Os consumidores que abastecem seus carros com álcool foram surpreendidos esta semana com uma redução do preço do produto em torno de 10% a 15% na bomba em boa parte dos postos de combustíveis de Londrina. Em vários deles, o álcool está sendo vendido a menos de R$ 1,20 o litro, sendo que o menor preço foi registrado na quarta feira, R$ 1,08. Em outros postos, o litro do álcool ficou na casa de R$ 1,30, e o preço mais alto praticado na semana foi R$ 1,49 o litro.

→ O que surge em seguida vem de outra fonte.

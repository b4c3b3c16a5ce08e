use serde::{Deserialize, Deserializer, Serialize, Serializer};
use std::fmt::{Display, Formatter, Result as FmtResult};

/// the abstract action alphabet. preflop trees use all six; postflop trees
/// never produce `BetMid` (see §4.5/§6 of the design).
#[derive(Debug, Clone, Copy, Hash, PartialEq, Eq)]
pub enum Action {
    Check,
    Call,
    Fold,
    BetMin,
    BetMid,
    BetMax,
}

impl Action {
    pub const fn token(&self) -> &'static str {
        match self {
            Self::Check => "k",
            Self::Call => "c",
            Self::Fold => "f",
            Self::BetMin => "bMIN",
            Self::BetMid => "bMID",
            Self::BetMax => "bMAX",
        }
    }

    pub fn parse(token: &str) -> Option<Self> {
        match token {
            "k" => Some(Self::Check),
            "c" => Some(Self::Call),
            "f" => Some(Self::Fold),
            "bMIN" => Some(Self::BetMin),
            "bMID" => Some(Self::BetMid),
            "bMAX" => Some(Self::BetMax),
            _ => None,
        }
    }
}

impl Display for Action {
    fn fmt(&self, f: &mut Formatter) -> FmtResult {
        write!(f, "{}", self.token())
    }
}

impl Serialize for Action {
    fn serialize<S: Serializer>(&self, serializer: S) -> std::result::Result<S::Ok, S::Error> {
        serializer.serialize_str(self.token())
    }
}

impl<'de> Deserialize<'de> for Action {
    fn deserialize<D: Deserializer<'de>>(deserializer: D) -> std::result::Result<Self, D::Error> {
        let s = String::deserialize(deserializer)?;
        Action::parse(&s).ok_or_else(|| serde::de::Error::custom(format!("unknown action token: '{s}'")))
    }
}

#[cfg(test)]
mod tests {
    use super::*;

    #[test]
    fn tokens_round_trip() {
        for a in [Action::Check, Action::Call, Action::Fold, Action::BetMin, Action::BetMid, Action::BetMax] {
            assert_eq!(Action::parse(a.token()), Some(a));
        }
    }
}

A redução de preços pegou não apenas os consumidores de surpresa, mas também o presidente do Sindicato do Comércio Varejista de Combustíveis do Paraná, Roberto Fregonese. Ele estranhou que o postos de Londrina estejam com os preços do litro do álcool tão baixos. ''Nessa área ninguém faz milagre e nenhum dono de posto tem vocação para Madre Teresa de Calcutá'', disse em referência à madre que se tornou um ícone da caridade em todo o planeta.

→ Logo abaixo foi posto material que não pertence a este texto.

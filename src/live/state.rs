use crate::cards::card::Card;
use crate::cards::street::Street;
use crate::cfr::Action;
use crate::error::GameError;
use crate::live::event::{Event, Player};
use crate::Chips;

/// one concrete action as recorded in the visible history, independent of
/// the abstract token stream used for infoset lookups.
#[derive(Debug, Clone, Copy)]
pub struct ConcreteAction {
    pub player: Player,
    pub action: Action,
    pub amount: Option<Chips>,
    pub street: Street,
}

/// one hand-in-progress. the state machine is the only writer of the
/// chip/bet fields; anything reading state (analysis, the iOS mirror) never
/// mutates it. a fresh `State` starts reset, waiting for `hand_start`.
#[derive(Debug, Clone)]
pub struct State {
    pub hand_number: u32,
    pub street: Street,
    pub hero_cards: Vec<Card>,
    pub board_cards: Vec<Card>,

    pub hero_stack: Chips,
    pub villain_stack: Chips,
    starting_hero_stack: Chips,
    starting_villain_stack: Chips,

    pub small_blind: Chips,
    pub big_blind: Chips,
    pub hero_is_button: bool,

    pub pot: Chips,
    pub hero_invested: Chips,
    pub villain_invested: Chips,

    pub hero_to_act: bool,
    pub hand_over: bool,

    pub action_history: Vec<ConcreteAction>,
    pub abstract_history: Vec<Action>,
}

impl State {
    pub fn new() -> Self {
        Self {
            hand_number: 0,
            street: Street::Pref,
            hero_cards: Vec::new(),
            board_cards: Vec::new(),
            hero_stack: 0,
            villain_stack: 0,
            starting_hero_stack: 0,
            starting_villain_stack: 0,
            small_blind: 1,
            big_blind: 2,
            hero_is_button: true,
            pot: 0,
            hero_invested: 0,
            villain_invested: 0,
            hero_to_act: false,
            hand_over: false,
            action_history: Vec::new(),
            abstract_history: Vec::new(),
        }
    }

    fn reset(&mut self) {
        let hand_number = self.hand_number;
        *self = Self::new();
        self.hand_number = hand_number;
    }

    /// dispatch one inference-boundary event. the only entry point callers
    /// should use; unknown event kinds are a caller bug, surfaced as an
    /// error rather than ignored.
    pub fn apply(&mut self, event: Event) -> Result<(), GameError> {
        match event {
            Event::HandStart { hero_stack, villain_stack, small_blind, big_blind, hero_is_button } => {
                self.start_hand(hero_stack, villain_stack, small_blind, big_blind, hero_is_button);
                Ok(())
            }
            Event::HoleCards { cards } => self.set_hole_cards(cards),
            Event::BoardUpdate { cards, street } => self.update_board(cards, street),
            Event::Action { player, action_type, amount, street } => {
                self.process_action(player, action_type, amount, street)
            }
            Event::HandEnd { winner, .. } => {
                self.end_hand(winner);
                Ok(())
            }
            Event::RequestAnalysis => Ok(()),
            Event::Unknown => Err(GameError::UnknownEvent("unrecognized event_type".into())),
        }
    }

    fn start_hand(&mut self, hero_stack: Chips, villain_stack: Chips, small_blind: Chips, big_blind: Chips, hero_is_button: bool) {
        self.reset();
        self.hand_number += 1;

        self.hero_stack = hero_stack;
        self.villain_stack = villain_stack;
        self.starting_hero_stack = hero_stack;
        self.starting_villain_stack = villain_stack;
        self.small_blind = small_blind;
        self.big_blind = big_blind;
        self.hero_is_button = hero_is_button;

        if hero_is_button {
            let sb = small_blind.min(self.hero_stack);
            let bb = big_blind.min(self.villain_stack);
            self.hero_invested = sb;
            self.villain_invested = bb;
            self.hero_stack -= sb;
            self.villain_stack -= bb;
            self.hero_to_act = true;
        } else {
            let sb = small_blind.min(self.villain_stack);
            let bb = big_blind.min(self.hero_stack);
            self.villain_invested = sb;
            self.hero_invested = bb;
            self.villain_stack -= sb;
            self.hero_stack -= bb;
            self.hero_to_act = false;
        }

        self.pot = self.hero_invested + self.villain_invested;
    }

    fn set_hole_cards(&mut self, cards: [String; 2]) -> Result<(), GameError> {
        let a = Card::parse(&cards[0])?;
        let b = Card::parse(&cards[1])?;
        self.hero_cards = vec![a, b];
        Ok(())
    }

    fn update_board(&mut self, cards: Vec<String>, street: Street) -> Result<(), GameError> {
        let parsed: Result<Vec<Card>, _> = cards.iter().map(|c| Card::parse(c)).collect();
        self.board_cards = parsed?;
        self.street = street;
        if street != Street::Pref {
            self.hero_to_act = !self.hero_is_button;
        }
        Ok(())
    }

    fn process_action(&mut self, player: Player, action_type: Action, amount: Option<Chips>, street: Street) -> Result<(), GameError> {
        let is_hero = player == Player::Hero;
        self.validate_action(is_hero, action_type, amount)?;

        self.action_history.push(ConcreteAction { player, action: action_type, amount, street });
        self.abstract_history.push(action_type);

        match action_type {
            Action::Fold => {
                self.hand_over = true;
                return Ok(());
            }
            Action::Check => {}
            Action::Call => {
                if is_hero {
                    let call = (self.villain_invested - self.hero_invested).min(self.hero_stack);
                    self.hero_invested += call;
                    self.hero_stack -= call;
                } else {
                    let call = (self.hero_invested - self.villain_invested).min(self.villain_stack);
                    self.villain_invested += call;
                    self.villain_stack -= call;
                }
            }
            Action::BetMin | Action::BetMid | Action::BetMax => {
                let amount = amount.unwrap_or(0).max(0);
                if is_hero {
                    let amount = amount.min(self.hero_stack);
                    self.hero_invested += amount;
                    self.hero_stack -= amount;
                } else {
                    let amount = amount.min(self.villain_stack);
                    self.villain_invested += amount;
                    self.villain_stack -= amount;
                }
            }
        }

        self.pot = self.hero_invested + self.villain_invested;
        self.hero_to_act = !is_hero;
        Ok(())
    }

    fn validate_action(&self, is_hero: bool, action_type: Action, amount: Option<Chips>) -> Result<(), GameError> {
        let to_call = if is_hero {
            self.villain_invested - self.hero_invested
        } else {
            self.hero_invested - self.villain_invested
        };
        let stack = if is_hero { self.hero_stack } else { self.villain_stack };

        match action_type {
            Action::Check if to_call > 0 => {
                Err(GameError::IllegalAction("cannot check while facing a bet".into()))
            }
            Action::BetMin | Action::BetMid | Action::BetMax => {
                let amount = amount.unwrap_or(0);
                if amount > stack {
                    Err(GameError::IllegalAction("bet exceeds stack".into()))
                } else if amount < to_call {
                    Err(GameError::IllegalAction("bet below call price".into()))
                } else if to_call > 0 && amount == to_call {
                    Err(GameError::IllegalAction("bet equal to existing call price, use call instead".into()))
                } else {
                    Ok(())
                }
            }
            _ => Ok(()),
        }
    }

    fn end_hand(&mut self, winner: Option<Player>) {
        self.hand_over = true;
        match winner {
            Some(Player::Hero) => self.hero_stack += self.pot,
            Some(Player::Villain) => self.villain_stack += self.pot,
            None => {
                self.hero_stack += self.pot / 2;
                self.villain_stack += self.pot - self.pot / 2;
            }
        }
    }

    pub fn to_call(&self) -> Chips {
        (self.villain_invested - self.hero_invested).max(0)
    }

    pub fn starting_stacks(&self) -> (Chips, Chips) {
        (self.starting_hero_stack, self.starting_villain_stack)
    }
}

impl Default for State {
    fn default() -> Self {
        Self::new()
    }
}

#[cfg(test)]
mod tests {
    use super::*;

    #[test]
    fn pot_bookkeeping_scenario() {
        let mut state = State::new();
        state.apply(Event::HandStart {
            hero_stack: 500,
            villain_stack: 500,
            small_blind: 1,
            big_blind: 2,
            hero_is_button: true,
        }).unwrap();
        state.apply(Event::HoleCards { cards: ["Ah".into(), "Kd".into()] }).unwrap();
        state.apply(Event::Action {
            player: Player::Hero,
            action_type: Action::BetMax,
            amount: Some(500),
            street: Street::Pref,
        }).unwrap();
        state.apply(Event::Action {
            player: Player::Villain,
            action_type: Action::Call,
            amount: Some(499),
            street: Street::Pref,
        }).unwrap();

        assert_eq!(state.pot, 1000);
        assert_eq!(state.hero_invested, 500);
        assert_eq!(state.villain_invested, 500);
    }

    #[test]
    fn checking_into_a_bet_is_rejected() {
        let mut state = State::new();
        state.apply(Event::HandStart {
            hero_stack: 100,
            villain_stack: 100,
            small_blind: 1,
            big_blind: 2,
            hero_is_button: true,
        }).unwrap();
        let before = state.hero_invested;
        let err = state
            .apply(Event::Action { player: Player::Hero, action_type: Action::Check, amount: None, street: Street::Pref })
            .unwrap_err();
        assert!(matches!(err, GameError::IllegalAction(_)));
        assert_eq!(state.hero_invested, before);
    }
}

Fregonese fez questão de mostrar um ''raciocínio lógico'' para a fixação de preços. Segundo ele, o litro do álcool custa atualmente R$ 0,78 na usina. Considerando os impostos e o custo de distribuição, o mesmo litro chega a R$ 1,18 ou R$ 1,19 nos postos de combustíveis. ''Qualquer coisa fora disso é duvidosa. Abaixo de R$ 1,18 só pode ser fraude; ninguém trabalha de graça''. Entre as possíveis fraudes, ele cita que o produto pode ter origem ilegal, isto é, ser adulterado, ou haver sonegação de impostos. Segundo ele, este tipo de irregularidade é possível acontecer em cidades onde há falta de fiscalização.
O dirigente faz questão de esclarecer que cada posto tem sua planilha de preços e, por isso, é normal que haja uma pequena diferença de preço de um estabelecimento para outro. Fregonese explica ainda que os postos devem colocar uma margem de 20% sobre o preço que recebem da distribuidora para manter seus custos e a margem de lucro. Ou seja, se o litro custa R$ 1,18 ou R$ 1,19 na distribuidora, o certo é que o posto deve vender o litro de álcool ao consumidor final por R$ 1,41, pelo menos.